Edoardo Picciotto & Matteo Martini*

 

1.    Does Google Analytics violate the GDPR? 

About one-and-a-half years after the Schrems II decision, National Data Protection Authorities (henceforth: DPA) are finding themselves in the headlines of newspapers. The Austrian DPA (Datenschutzbehörde) was the first to declare that Google Analytics violates art. 44 of the GDPR as interpreted by the CJEU.[1] The attention became even more significant when the French DPA (CNIL) went one step further recommending to cease the use of Google Analytics if its functions were not altered.[2] Subsequently, many observers proclaimed the end of the Internet as we know it, considering that the NGO NOYB (None Of Your Business), co-founded by Schrems, issued similar complaints in 30 member states of the EEA.[3]

2.    Possible Solutions & Challenges 

Next, we analyse whether these decisions will really mark the doomsday for entire tech industry. Hence, we would like to depict how companies like Google could comply with the DPAs´ decisions and what challenges they may face in doing so.

2.1 Standard Contractual Clauses (SCC)

In June 2021, the European Commission issued a modernised version of SCCs that, if respected, would make data transfers valid under the GDPR.[4]  Could these updated SSCs be an adequate solution for a transatlantic data transfer?

According to art. 46 of the GDPR, this would be the case, provided that the contractual clauses ensure appropriate data protection safeguards.

Still, the contractual nature of SCCs renders them binding only for the private actors involved in the data transfer.

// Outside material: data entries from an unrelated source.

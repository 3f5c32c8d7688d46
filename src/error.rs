//! Error types for the batch reader system.
//!

use crate::config::ConfigurationError;
use thiserror::Error;

#[derive(Debug, Clone, PartialEq, Error)]
pub enum BatchError {
    #[error("Failed to open item source for {node}: {message}")]
    SourceOpen { node: String, message: String },
    #[error("Failed to read item after {attempts} attempt(s): {message}")]
    SourceRead { attempts: u32, message: String },
    #[error("Failed to close item source for {node}: {message}")]
    SourceClose { node: String, message: String },
    #[error("Batch pipeline failure in {stage} stage: {message}")]
    Pipeline { stage: String, message: String },
    #[error("Child reader {node} failed: {message}")]
    ChildReader { node: String, message: String },
    #[error("Invalid state: {0}")]
    InvalidState(String),
    #[error("Configuration error: {0}")]
    Configuration(String),
    #[error("Worker pool error: {0}")]
    WorkerPool(String),
    #[error("Queue closed: {0}")]
    QueueClosed(String),
}

impl BatchError {
    /// Build a transient read failure for a single read call.
    pub fn read<E: std::fmt::Display>(error: E) -> Self {
        BatchError::SourceRead {
            attempts: 1,
            message: error.to_string(),
        }
    }

    /// Build a pipeline failure tagged with the stage it came from.
    pub fn pipeline<S: Into<String>, E: std::fmt::Display>(stage: S, error: E) -> Self {
        BatchError::Pipeline {
            stage: stage.into(),
            message: error.to_string(),
        }
    }

    /// Source reads are the only failures the reader retries locally.
    pub fn is_retryable(&self) -> bool {
        matches!(self, BatchError::SourceRead { .. })
    }
}

impl From<ConfigurationError> for BatchError {
    fn from(error: ConfigurationError) -> Self {
        BatchError::Configuration(error.to_string())
    }
}

impl From<tokio::task::JoinError> for BatchError {
    fn from(error: tokio::task::JoinError) -> Self {
        if error.is_panic() {
            let payload = error.into_panic();
            let message = payload
                .downcast_ref::<&str>()
                .map(|s| (*s).to_string())
                .or_else(|| payload.downcast_ref::<String>().cloned())
                .unwrap_or_else(|| "task panicked".to_string());
            BatchError::Pipeline {
                stage: "task".to_string(),
                message,
            }
        } else {
            BatchError::WorkerPool(format!("task cancelled: {error}"))
        }
    }
}

pub type BatchResult<T> = std::result::Result<T, BatchError>;

#[cfg(test)]
mod tests {
    use super::*;

    #[test]
    fn only_source_reads_are_retryable() {
        assert!(BatchError::read("boom").is_retryable());
        assert!(!BatchError::pipeline("filter", "boom").is_retryable());
        assert!(!BatchError::InvalidState("closed".to_string()).is_retryable());
    }

    #[test]
    fn display_includes_stage_and_attempts() {
        let err = BatchError::SourceRead {
            attempts: 2,
            message: "disk gone".to_string(),
        };
        assert_eq!(
            err.to_string(),
            "Failed to read item after 2 attempt(s): disk gone"
        );
        assert_eq!(
            BatchError::pipeline("expand", "bad item").to_string(),
            "Batch pipeline failure in expand stage: bad item"
        );
    }

    #[tokio::test]
    async fn panicking_task_becomes_pipeline_error() {
        let handle = tokio::spawn(async {
            panic!("merge exploded");
        });
        let err: BatchError = handle.await.unwrap_err().into();
        assert_eq!(
            err,
            BatchError::Pipeline {
                stage: "task".to_string(),
                message: "merge exploded".to_string(),
            }
        );
    }
}
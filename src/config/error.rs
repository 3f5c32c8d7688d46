//! Configuration Error Types
//!
//! Errors raised while loading and validating reader configuration.

use thiserror::Error;

/// Configuration-related errors with detailed context
#[derive(Debug, Error)]
pub enum ConfigurationError {
    /// File I/O errors during configuration loading
    #[error("Failed to read configuration file '{file_path}': {error}")]
    FileReadError { file_path: String, error: String },

    /// Layered sources could not be merged or deserialized
    #[error("Parse Error for {source_name}: {reason}")]
    ParseError { source_name: String, reason: String },

    /// Invalid configuration value
    #[error("Invalid value '{value}' for field '{field}': {context}")]
    InvalidValue {
        field: String,
        value: String,
        context: String,
    },

    /// Configuration validation errors
    #[error("Configuration validation failed: {error}")]
    ValidationError { error: String },
}

impl ConfigurationError {
    /// Create a file read error
    pub fn file_read_error<P: Into<String>, E: std::fmt::Display>(file_path: P, error: E) -> Self {
        Self::FileReadError {
            file_path: file_path.into(),
            error: error.to_string(),
        }
    }

    /// Create a parse error
    pub fn parse_error<S: Into<String>, E: std::fmt::Display>(source_name: S, error: E) -> Self {
        Self::ParseError {
            source_name: source_name.into(),
            reason: error.to_string(),
        }
    }

    /// Create an invalid value error
    pub fn invalid_value<F: Into<String>, V: Into<String>, C: Into<String>>(
        field: F,
        value: V,
        context: C,
    ) -> Self {
        Self::InvalidValue {
            field: field.into(),
            value: value.into(),
            context: context.into(),
        }
    }

    /// Create a validation error
    pub fn validation_error<E: std::fmt::Display>(error: E) -> Self {
        Self::ValidationError {
            error: error.to_string(),
        }
    }
}

pub type ConfigResult<T> = Result<T, ConfigurationError>;
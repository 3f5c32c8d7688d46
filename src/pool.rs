//! # Keyed Item Pool
//!
//! Shared map-of-maps used to merge-join items across a reader tree. The outer map
//! is keyed by [`PartitionId`] (one join edge within one dispatched batch), the inner
//! map by the item key that edge's key function produced, and each entry is a bucket
//! of items sharing that key.
//!
//! Locking is per bucket: a bucket's member list is guarded by its own mutex and
//! each member item by another, so merges on unrelated keys never contend. There is
//! no pool-wide lock.

use std::fmt;
use std::hash::Hash;
use std::sync::atomic::{AtomicU64, Ordering};
use std::sync::Arc;

use dashmap::DashMap;
use parking_lot::Mutex;
use serde::{Deserialize, Serialize};
use tracing::trace;

/// Item handle shared between a batch and the pool; the mutex is the per-member merge lock
pub type SharedItem<T> = Arc<Mutex<T>>;

type Bucket<T> = Arc<Mutex<Vec<SharedItem<T>>>>;
type Partition<T, K> = Arc<DashMap<K, Bucket<T>>>;

static NEXT_JOIN_ID: AtomicU64 = AtomicU64::new(1);
static NEXT_BATCH_SCOPE: AtomicU64 = AtomicU64::new(1);

/// Stable token identifying one join edge
#[derive(Debug, Clone, Copy, PartialEq, Eq, Hash, PartialOrd, Ord, Serialize, Deserialize)]
pub struct JoinId(u64);

impl JoinId {
    pub fn next() -> Self {
        Self(NEXT_JOIN_ID.fetch_add(1, Ordering::Relaxed))
    }

    pub fn as_u64(&self) -> u64 {
        self.0
    }
}

impl fmt::Display for JoinId {
    fn fmt(&self, f: &mut fmt::Formatter<'_>) -> fmt::Result {
        write!(f, "join-{}", self.0)
    }
}

/// Token identifying one dispatched batch
#[derive(Debug, Clone, Copy, PartialEq, Eq, Hash, PartialOrd, Ord, Serialize, Deserialize)]
pub struct BatchScope(u64);

impl BatchScope {
    pub fn next() -> Self {
        Self(NEXT_BATCH_SCOPE.fetch_add(1, Ordering::Relaxed))
    }
}

/// Pool partition: one join edge within one batch
#[derive(Debug, Clone, Copy, PartialEq, Eq, Hash, Serialize, Deserialize)]
pub struct PartitionId {
    pub join: JoinId,
    pub scope: BatchScope,
}

impl PartitionId {
    pub fn new(join: JoinId, scope: BatchScope) -> Self {
        Self { join, scope }
    }
}

impl fmt::Display for PartitionId {
    fn fmt(&self, f: &mut fmt::Formatter<'_>) -> fmt::Result {
        write!(f, "{}/scope-{}", self.join, self.scope.0)
    }
}

#[derive(Debug, Clone, Copy, PartialEq, Eq)]
pub enum UpsertMode {
    /// Always append to the bucket
    InsertOnly,
    /// Merge into existing members; append only when the bucket is empty
    Merge,
}

#[derive(Debug, Clone, Copy, PartialEq, Eq)]
pub enum UpsertOutcome {
    /// No key, nothing stored
    Skipped,
    Inserted,
    /// Number of existing members the item was merged into
    Merged(usize),
}

impl UpsertOutcome {
    pub fn is_merged(&self) -> bool {
        matches!(self, UpsertOutcome::Merged(_))
    }
}

pub struct KeyedItemPool<T, K> {
    partitions: DashMap<PartitionId, Partition<T, K>>,
}

impl<T, K> fmt::Debug for KeyedItemPool<T, K> {
    fn fmt(&self, f: &mut fmt::Formatter<'_>) -> fmt::Result {
        f.debug_struct("KeyedItemPool")
            .field("partitions", &self.partitions.len())
            .finish()
    }
}

impl<T, K> Default for KeyedItemPool<T, K>
where
    K: Eq + Hash,
{
    fn default() -> Self {
        Self {
            partitions: DashMap::new(),
        }
    }
}

impl<T, K> KeyedItemPool<T, K>
where
    T: Clone,
    K: Eq + Hash + Clone,
{
    pub fn new() -> Self {
        Self::default()
    }

    /// Insert or merge `item` into the bucket for `(partition, key)`.
    ///
    /// A missing key is a no-op. In merge mode the incoming value is snapshotted
    /// before any member lock is taken, so merging an item into a bucket that
    /// already holds it cannot self-deadlock.
    pub fn upsert<M>(
        &self,
        partition: PartitionId,
        key: Option<K>,
        item: &SharedItem<T>,
        merge: Option<&M>,
        mode: UpsertMode,
    ) -> UpsertOutcome
    where
        M: Fn(&mut T, &T) + ?Sized,
    {
        let Some(key) = key else {
            return UpsertOutcome::Skipped;
        };

        let inner = self.partitions.entry(partition).or_default().clone();
        let bucket = inner.entry(key).or_default().clone();
        drop(inner);

        let mut members = bucket.lock();
        let merge = match (mode, merge) {
            (UpsertMode::Merge, Some(merge)) if !members.is_empty() => merge,
            _ => {
                members.push(Arc::clone(item));
                return UpsertOutcome::Inserted;
            }
        };

        let incoming = item.lock().clone();
        let mut merged = 0;
        for member in members.iter() {
            if Arc::ptr_eq(member, item) {
                continue;
            }
            let mut existing = member.lock();
            merge(&mut *existing, &incoming);
            merged += 1;
        }
        trace!(partition = %partition, merged, "Merged item into pooled bucket");
        UpsertOutcome::Merged(merged)
    }

    /// Remove the buckets for every key produced by `items` from `partition`
    pub fn clear<F>(&self, partition: PartitionId, items: &[SharedItem<T>], key_fn: F)
    where
        F: Fn(&T) -> Option<K>,
    {
        let Some(inner) = self.partitions.get(&partition).map(|p| Arc::clone(p.value())) else {
            return;
        };
        for item in items {
            let key = {
                let value = item.lock();
                key_fn(&*value)
            };
            if let Some(key) = key {
                if let Some((_, bucket)) = inner.remove(&key) {
                    bucket.lock().clear();
                }
            }
        }
        self.partitions
            .remove_if(&partition, |_, remaining| remaining.is_empty());
    }

    /// Drop a partition and everything still pooled in it
    pub fn drop_partition(&self, partition: PartitionId) -> usize {
        self.partitions
            .remove(&partition)
            .map(|(_, inner)| {
                let buckets = inner.len();
                inner.clear();
                buckets
            })
            .unwrap_or(0)
    }

    pub fn clear_all(&self) {
        self.partitions.clear();
    }

    pub fn partition_count(&self) -> usize {
        self.partitions.len()
    }

    pub fn bucket_len(&self, partition: PartitionId, key: &K) -> usize {
        self.partitions
            .get(&partition)
            .and_then(|inner| inner.get(key).map(|bucket| Arc::clone(bucket.value())))
            .map(|bucket| bucket.lock().len())
            .unwrap_or(0)
    }

    /// Clones of the items currently pooled under `(partition, key)`
    pub fn members(&self, partition: PartitionId, key: &K) -> Vec<T> {
        let bucket = self
            .partitions
            .get(&partition)
            .and_then(|inner| inner.get(key).map(|b| Arc::clone(b.value())));
        let Some(bucket) = bucket else {
            return Vec::new();
        };
        let members = bucket.lock();
        members.iter().map(|m| m.lock().clone()).collect()
    }
}
/// Volume, reporter and first page of a reporter citation.
///
/// The reporter keeps only its letters and digits, so `C.F.R. §` and `CFR`
/// compare equal.
#[derive(Debug, Clone, PartialEq, Eq)]
struct CitationKey {
    volume: String,
    reporter: String,
    page: String,
}

impl CitationKey {
    fn parse(citation: &str) -> Option<Self> {
        let caps = CITATION_PARTS.captures(citation.trim())?;
        Some(Self {
            volume: caps[1].to_string(),
            reporter: caps[2].chars().filter(char::is_ascii_alphanumeric).collect::<String>().to_ascii_lowercase(),
            page: caps[3].to_ascii_lowercase(),
        })
    }
}

/// Reporter citations from the answer that no retrieved source carries.
fn unsupported_citations<'a>(answer_citations: &'a [String], retrieval: &RetrievalResult) -> Vec<&'a str> {
    let known: Vec<CitationKey> = retrieval
        .iter()
        .flat_map(|hit| extract_citations(&hit.document.citation))
        .filter_map(|citation| CitationKey::parse(&citation))
        .collect();
    answer_citations
        .iter()
        .filter(|citation| CitationKey::parse(citation).is_none_or(|key| !known.contains(&key)))
        .map(String::as_str)
        .collect()
}

/// Compare the jurisdictions of retrieved sources against the inferred scope.
///
/// Only a federal or state scope can be violated; `both` and `unspecified`
/// accept any mix.
fn jurisdiction_consistency(scope: JurisdictionScope, retrieval: &RetrievalResult) -> ConsistencyReport {
    let mut distribution = BTreeMap::new();
    for hit in retrieval.iter() {
        *distribution.entry(hit.document.jurisdiction).or_insert(0) += 1;
    }

    let mut warnings = Vec::new();
    if let Some(expected) = scope.filter() {
        let outside: Vec<_> = distribution.iter().filter(|(j, _)| **j != expected).collect();
        if !outside.is_empty() {
            let count: usize = outside.iter().map(|(_, n)| **n).sum();
            let labels: Vec<&str> = outside.iter().map(|(j, _)| j.as_str()).collect();
            warnings.push(format!(
                "Found {count} documents outside the {expected} scope: {}",
                labels.join(", ")
            ));
        }
    }
    ConsistencyReport { consistent: warnings.is_empty(), distribution, warnings }
}

/// Stage 1 output.
#[derive(Debug, Clone, PartialEq, Serialize)]
pub struct JurisdictionAnalysis {
    /// Inferred scope; drives the retrieval filter.
    pub scope: JurisdictionScope,
    /// Legal domain named by the model, e.g. `employment`.
    pub legal_domain: String,
    /// The model's short explanation.
    pub reasoning: String,
    /// Jurisdiction-relevant keywords picked out of the question.
    pub keywords: Vec<String>,
}

#[derive(Debug, Deserialize)]
struct RawAnalysis {
    #[serde(default)]
    jurisdiction: Option<String>,
    #[serde(default)]
    legal_domain: String,
    #[serde(default)]
    reasoning: String,
    #[serde(default)]
    keywords: Vec<String>,
}

/// A source citation that matched a known format.
#[derive(Debug, Clone, PartialEq, Serialize)]
pub struct VerifiedCitation {
    /// Source number.
    pub number: usize,
    /// Case or regulation name.
    pub case_name: String,
    /// The citation string.
    pub citation: String,
    /// Detected format.
    pub format: CitationFormat,
    /// Jurisdiction of the source.
    pub jurisdiction: Jurisdiction,
}

/// Stage 3 output, extended after generation with the answer's own citations.
#[derive(Debug, Clone, Default, PartialEq, Serialize)]
pub struct CitationReport {
    /// Sources whose citation is well formed.
    pub verified: Vec<VerifiedCitation>,
    /// Missing, malformed or unsupported citations.
    pub issues: Vec<String>,
    /// Reporter citations found in the answer text.
    pub answer_citations: Vec<String>,
    /// `[n]` markers found in the answer text.
    pub answer_markers: Vec<usize>,
}

/// Stage 4 output.
#[derive(Debug, Clone, PartialEq, Serialize)]
pub struct ConsistencyReport {
    /// Whether every source matches the inferred scope.
    pub consistent: bool,
    /// Retrieved sources per jurisdiction.
    pub distribution: BTreeMap<Jurisdiction, usize>,
    /// Mismatch warnings. Mismatched sources are kept.
    pub warnings: Vec<String>,
}

/// One completed stage, for display.
#[derive(Debug, Clone, PartialEq, Serialize)]
pub struct StepRecord {
    /// Stage number, 1 to 5.
    pub step: u8,
    /// Stage name.
    pub action: &'static str,
    /// One-line outcome.
    pub result: String,
}

/// The outcome of a verified research run.
#[derive(Debug, Clone, PartialEq, Serialize)]
pub struct VerifiedAnswer {
    /// The question asked.
    pub question: String,
    /// Generated answer, or [`NO_SOURCES_ANSWER`] when the run short-circuited.
    pub answer: String,
    /// Stage 1 output.
    pub analysis: JurisdictionAnalysis,
    /// Completed stages in order.
    pub steps: Vec<StepRecord>,
    /// Numbered sources.
    pub sources: Vec<SourceCitation>,
    /// Raw retrieval.
    pub retrieval: RetrievalResult,
    /// Citation findings; empty when the run short-circuited.
    pub citation_report: CitationReport,
    /// Consistency findings; `None` when the run short-circuited.
    pub consistency: Option<ConsistencyReport>,
    /// Every warning raised along the way.
    pub warnings: Vec<String>,
}

impl VerifiedAnswer {
    /// Whether stage 2 found nothing and generation was skipped.
    pub fn short_circuited(&self) -> bool {
        self.consistency.is_none()
    }
}

struct Research<'q> {
    question: &'q str,
    model: ModelTier,
    steps: Vec<StepRecord>,
    warnings: Vec<String>,
}

impl Research<'_> {
    fn record(&mut self, step: u8, action: &'static str, result: String) {
        debug!(step, action, %result, "verifier stage completed");
        self.steps.push(StepRecord { step, action, result });
    }
}

/// Runs the five-stage research pipeline on top of a [`RagPipeline`].
pub struct AgenticVerifier {
    pipeline: Arc<RagPipeline>,
}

On the contrary, public authorities located in third countries would not be affected by them at all.

Therefore, the CJEU stated that a case-by-case assessment must be conducted by the data controller to ensure that the country of destination provides an adequate level of protection.[5]

In the case at hand, it was found that the U.S. legal system, mainly because of section 702 of the FISA, does not provide enough guarantees to the safety of European personal data. According to the CJEU, in fact, the U.S. system allows public authorities to access electronic communications in a generalised disproportionate manner and does not foresee sufficient legal remedies or means of opposition for the individuals involved.[6]

To conclude, even though the updated SCCs are an entirely market based and economically attractive solution, they can only be applied when the transfer is made to third countries that do not foresee disproportionate access to foreign personal data by their public authorities. Unfortunately, as the CJEU stated in Schrems II, this will be the case in the U.S. as long as the current monitoring system of the FISA remains in place[7].

2.2 Anonymisation and pseudonymisation of personal data 

Another possible solution to the problems connected to the transfer of personal data to third countries could be the anonymisation of said data. In fact, recital 26 GDPR excludes anonymised data from the GDPR`s scope.

On the contrary, merely pseudonymised data is still subject to the GDPR and its standards on foreign data transfers.

To better understand this, an introductory distinction between proper anonymisation and so-called pseudonymisation of data is indispensable.

Anonymisation, has been defined as a “process by which personal data is altered in such a way that a data subject can no longer be identified directly or indirectly, either by the data controller alone or in collaboration with any other party”[8].

This implies that the personal data, once altered, cannot be attributed anymore to the individual they belonged to, i.e., a re-identification becomes impossible. According to some scholars[9], anonymisation is hardly feasible. These scholars argue that the steady increase in computing power and the availability of huge amounts of additional data outside the original dataset at issue enabled the re-identification of data subjects even when only little information is provided[10].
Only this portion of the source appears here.